I heard horses’ hooves. I turned my head once more. Down in the valley, the mound seemed to be floating in a red lake, that the Black horses were now having to swim through. A young man of the Grizzled Bears stood upon the highest peak of the mound and hefted high a torn and tattered banner. His collar was high and stained; his wicked sword curved and bloodied. He shouted in defiance of his enemies, urging our soldiers on. The Old Axe arrived atop the mound, and began to face the young captain in battle.
Elsewhere, the Order of the Pale Maiden had turned their colors to the Seven Stars in the middle of the battle. Once the black armored cavalry had smashed into them, they had deemed that their only way to survive was to begin to kill our men.
But through them all, I saw the young priestess from before, leaping over the bodies of the slain. It almost looked like she was dancing. Her robes were covered in crimson, and she hefted two bloody axes in her hands. She grinned, with an almost wicked grin, finishing off the enemy’s wounded. Her laugh echoed through the valley like some enchanted song.

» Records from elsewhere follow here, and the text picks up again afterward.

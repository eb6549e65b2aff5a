use std::sync::Arc;

use axum::{
    extract::{Path, Query, State},
    http::StatusCode,
    response::{IntoResponse, Response},
    routing::{get, post},
    Json, Router,
};
use serde::{Deserialize, Serialize};
use serde_json::json;

use super::domain::{EvidenceDraft, SubmissionId, SubmissionStatus, TaskId, UserId};
use super::repository::{RepositoryError, Reviewer, SubmissionRepository, TaskCatalog};
use super::service::{DecisionOutcome, SubmissionService, SubmissionServiceError};
use super::verification::ScoreSignals;

/// Router builder exposing the submission lifecycle over HTTP.
pub fn submission_router<R, C>(service: Arc<SubmissionService<R, C>>) -> Router
where
    R: SubmissionRepository + 'static,
    C: TaskCatalog + 'static,
{
    Router::new()
        .route("/api/v1/tasks", get(task_list_handler::<R, C>))
        .route("/api/v1/tasks/:task_id", get(task_handler::<R, C>))
        .route("/api/v1/tasks/:task_id/start", post(start_handler::<R, C>))
        .route(
            "/api/v1/submissions/:submission_id",
            get(submission_handler::<R, C>),
        )
        .route(
            "/api/v1/submissions/:submission_id/evidence",
            post(evidence_handler::<R, C>),
        )
        .route(
            "/api/v1/submissions/:submission_id/decision",
            post(decision_handler::<R, C>),
        )
        .route(
            "/api/v1/submissions/:submission_id/verify",
            post(verify_handler::<R, C>),
        )
        .route(
            "/api/v1/submissions/:submission_id/settle",
            post(settle_handler::<R, C>),
        )
        .route(
            "/api/v1/submissions/:submission_id/verification",
            get(verification_handler::<R, C>),
        )
        .route("/api/v1/users/:user_id/ledger", get(ledger_handler::<R, C>))
        .route(
            "/api/v1/users/:user_id/submissions",
            get(list_handler::<R, C>),
        )
        .route(
            "/api/v1/users/:user_id/dashboard",
            get(dashboard_handler::<R, C>),
        )
        .with_state(service)
}

#[derive(Debug, Clone, Serialize, Deserialize)]
pub struct StartRequest {
    pub user_id: UserId,
}

#[derive(Debug, Clone, Serialize, Deserialize)]
pub struct EvidenceRequest {
    pub user_id: UserId,
    #[serde(flatten)]
    pub evidence: EvidenceDraft,
}

#[derive(Debug, Clone, Default, Serialize, Deserialize)]
pub struct DecisionRequest {
    #[serde(default)]
    pub confidence: Option<f64>,
    #[serde(default)]
    pub fraud: Option<f64>,
    #[serde(default)]
    pub flags: Vec<String>,
    #[serde(default)]
    pub reviewer: Option<String>,
}

#[derive(Debug, Clone, Default, Deserialize)]
pub struct ListQuery {
    pub status: Option<String>,
}

#[derive(Debug, Clone, Default, Deserialize)]
pub struct TaskQuery {
    pub user_id: Option<String>,
    pub category: Option<String>,
}

/// Decision summary returned by the decision and verify endpoints.
#[derive(Debug, Clone, Serialize)]
pub struct DecisionResponse {
    pub submission_id: SubmissionId,
    pub status: &'static str,
    #[serde(skip_serializing_if = "Option::is_none")]
    pub decision: Option<&'static str>,
    #[serde(skip_serializing_if = "Option::is_none")]
    pub points_awarded: Option<u64>,
    #[serde(skip_serializing_if = "Option::is_none")]
    pub total_points: Option<u64>,
}

impl From<&DecisionOutcome> for DecisionResponse {
    fn from(outcome: &DecisionOutcome) -> Self {
        Self {
            submission_id: outcome.submission.id.clone(),
            status: outcome.status().label(),
            decision: outcome.decision.map(|decision| decision.label()),
            points_awarded: outcome.points_awarded(),
            total_points: outcome.total_points(),
        }
    }
}

/// Parses a comma-separated status filter, ignoring unknown entries.
pub fn parse_status_filter(raw: Option<&str>) -> Vec<SubmissionStatus> {
    raw.map(|raw| {
        raw.split(',')
            .filter_map(SubmissionStatus::parse)
            .collect()
    })
    .unwrap_or_default()
}

/// HTTP status for a service failure.
pub(crate) fn status_for(error: &SubmissionServiceError) -> StatusCode {
    match error {
        SubmissionServiceError::TaskNotFound(_)
        | SubmissionServiceError::NotFound(_)
        | SubmissionServiceError::VerificationNotFound(_) => StatusCode::NOT_FOUND,
        SubmissionServiceError::Forbidden(_) => StatusCode::FORBIDDEN,
        SubmissionServiceError::TaskClosed { .. }
        | SubmissionServiceError::AlreadyStarted { .. }
        | SubmissionServiceError::Contention(_) => StatusCode::CONFLICT,
        SubmissionServiceError::WrongState { .. } => StatusCode::UNPROCESSABLE_ENTITY,
        SubmissionServiceError::Repository(RepositoryError::Unavailable(_)) => {
            StatusCode::SERVICE_UNAVAILABLE
        }
        SubmissionServiceError::Repository(_) => StatusCode::INTERNAL_SERVER_ERROR,
    }
}

pub(crate) fn error_response(error: SubmissionServiceError) -> Response {
    let status = status_for(&error);
    let payload = json!({ "error": error.to_string() });
    (status, Json(payload)).into_response()
}

pub(crate) async fn task_list_handler<R, C>(
    State(service): State<Arc<SubmissionService<R, C>>>,
    Query(query): Query<TaskQuery>,
) -> Response
where
    R: SubmissionRepository + 'static,
    C: TaskCatalog + 'static,
{
    let user_id = query.user_id.map(UserId);
    match service.available_tasks(user_id.as_ref(), query.category.as_deref()) {
        Ok(tasks) => (StatusCode::OK, Json(json!({ "tasks": tasks }))).into_response(),
        Err(error) => error_response(error),
    }
}

pub(crate) async fn task_handler<R, C>(
    State(service): State<Arc<SubmissionService<R, C>>>,
    Path(task_id): Path<String>,
) -> Response
where
    R: SubmissionRepository + 'static,
    C: TaskCatalog + 'static,
{
    match service.task(&TaskId(task_id)) {
        Ok(task) => (StatusCode::OK, Json(task)).into_response(),
        Err(error) => error_response(error),
    }
}

pub(crate) async fn start_handler<R, C>(
    State(service): State<Arc<SubmissionService<R, C>>>,
    Path(task_id): Path<String>,
    Json(request): Json<StartRequest>,
) -> Response
where
    R: SubmissionRepository + 'static,
    C: TaskCatalog + 'static,
{
    match service.start(&TaskId(task_id), &request.user_id) {
        Ok(submission) => {
            let payload = json!({
                "submission_id": submission.id,
                "status": submission.status.label(),
            });
            (StatusCode::CREATED, Json(payload)).into_response()
        }
        Err(error) => error_response(error),
    }
}

pub(crate) async fn submission_handler<R, C>(
    State(service): State<Arc<SubmissionService<R, C>>>,
    Path(submission_id): Path<String>,
) -> Response
where
    R: SubmissionRepository + 'static,
    C: TaskCatalog + 'static,
{
    match service.get(&SubmissionId(submission_id)) {
        Ok(submission) => (StatusCode::OK, Json(submission.status_view())).into_response(),
        Err(error) => error_response(error),
    }
}

pub(crate) async fn evidence_handler<R, C>(
    State(service): State<Arc<SubmissionService<R, C>>>,
    Path(submission_id): Path<String>,
    Json(request): Json<EvidenceRequest>,
) -> Response
where
    R: SubmissionRepository + 'static,
    C: TaskCatalog + 'static,
{
    let EvidenceRequest { user_id, evidence } = request;
    match service.attach_evidence(&SubmissionId(submission_id), &user_id, evidence) {
        Ok(submission) => (StatusCode::ACCEPTED, Json(submission.status_view())).into_response(),
        Err(error) => error_response(error),
    }
}

pub(crate) async fn decision_handler<R, C>(
    State(service): State<Arc<SubmissionService<R, C>>>,
    Path(submission_id): Path<String>,
    Json(request): Json<DecisionRequest>,
) -> Response
where
    R: SubmissionRepository + 'static,
    C: TaskCatalog + 'static,
{
    let DecisionRequest {
        confidence,
        fraud,
        flags,
        reviewer,
    } = request;
    let reviewer = reviewer
        .map(Reviewer::Person)
        .unwrap_or(Reviewer::Automated);
    let signals = ScoreSignals::new(confidence, fraud, flags);

    match service.decide_at(
        &SubmissionId(submission_id),
        signals,
        reviewer,
        chrono::Utc::now(),
    ) {
        Ok(outcome) => (StatusCode::OK, Json(DecisionResponse::from(&outcome))).into_response(),
        Err(error) => error_response(error),
    }
}

pub(crate) async fn verify_handler<R, C>(
    State(service): State<Arc<SubmissionService<R, C>>>,
    Path(submission_id): Path<String>,
) -> Response
where
    R: SubmissionRepository + 'static,
    C: TaskCatalog + 'static,
{
    match service.verify(&SubmissionId(submission_id), None).await {
        Ok(outcome) => (StatusCode::OK, Json(DecisionResponse::from(&outcome))).into_response(),
        Err(error) => error_response(error),
    }
}

pub(crate) async fn settle_handler<R, C>(
    State(service): State<Arc<SubmissionService<R, C>>>,
    Path(submission_id): Path<String>,
) -> Response
where
    R: SubmissionRepository + 'static,
    C: TaskCatalog + 'static,
{
    match service.settle(&SubmissionId(submission_id)) {
        Ok(outcome) => (StatusCode::OK, Json(outcome)).into_response(),
        Err(error) => error_response(error),
    }
}

pub(crate) async fn verification_handler<R, C>(
    State(service): State<Arc<SubmissionService<R, C>>>,
    Path(submission_id): Path<String>,
) -> Response
where
    R: SubmissionRepository + 'static,
    C: TaskCatalog + 'static,
{
    match service.verification(&SubmissionId(submission_id)) {
        Ok(record) => (StatusCode::OK, Json(record)).into_response(),
        Err(error) => error_response(error),
    }
}

pub(crate) async fn ledger_handler<R, C>(
    State(service): State<Arc<SubmissionService<R, C>>>,
    Path(user_id): Path<String>,
) -> Response
where
    R: SubmissionRepository + 'static,
    C: TaskCatalog + 'static,
{
    match service.ledger(&UserId(user_id)) {
        Ok(ledger) => (StatusCode::OK, Json(ledger)).into_response(),
        Err(error) => error_response(error),
    }
}

pub(crate) async fn list_handler<R, C>(
    State(service): State<Arc<SubmissionService<R, C>>>,
    Path(user_id): Path<String>,
    Query(query): Query<ListQuery>,
) -> Response
where
    R: SubmissionRepository + 'static,
    C: TaskCatalog + 'static,
{
    let statuses = parse_status_filter(query.status.as_deref());
    match service.list(&UserId(user_id), &statuses) {
        Ok(submissions) => {
            let views: Vec<_> = submissions
                .iter()
                .map(|submission| submission.status_view())
                .collect();
            (StatusCode::OK, Json(json!({ "submissions": views }))).into_response()
        }
        Err(error) => error_response(error),
    }
}

pub(crate) async fn dashboard_handler<R, C>(
    State(service): State<Arc<SubmissionService<R, C>>>,
    Path(user_id): Path<String>,
) -> Response
where
    R: SubmissionRepository + 'static,
    C: TaskCatalog + 'static,
{
    match service.dashboard(&UserId(user_id)) {
        Ok(dashboard) => (StatusCode::OK, Json(dashboard)).into_response(),
        Err(error) => error_response(error),
    }
}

But the sound of the hooves stood before us, for there was General Laegyus on his Pale Horse. He pointed his sword at us, mere boys.
“Sons! Squires! The time is come! Here the battle will depend on you! Do this thing and charge down into that valley of death, no man would dare hold his honor against yours! Your fathers, brothers, and uncles need you! Your gods need you! Now is the place and the time, nay, the hour, where you are men! Slay the enemies of our peoples, and put an end to their evils! With me now! With me!”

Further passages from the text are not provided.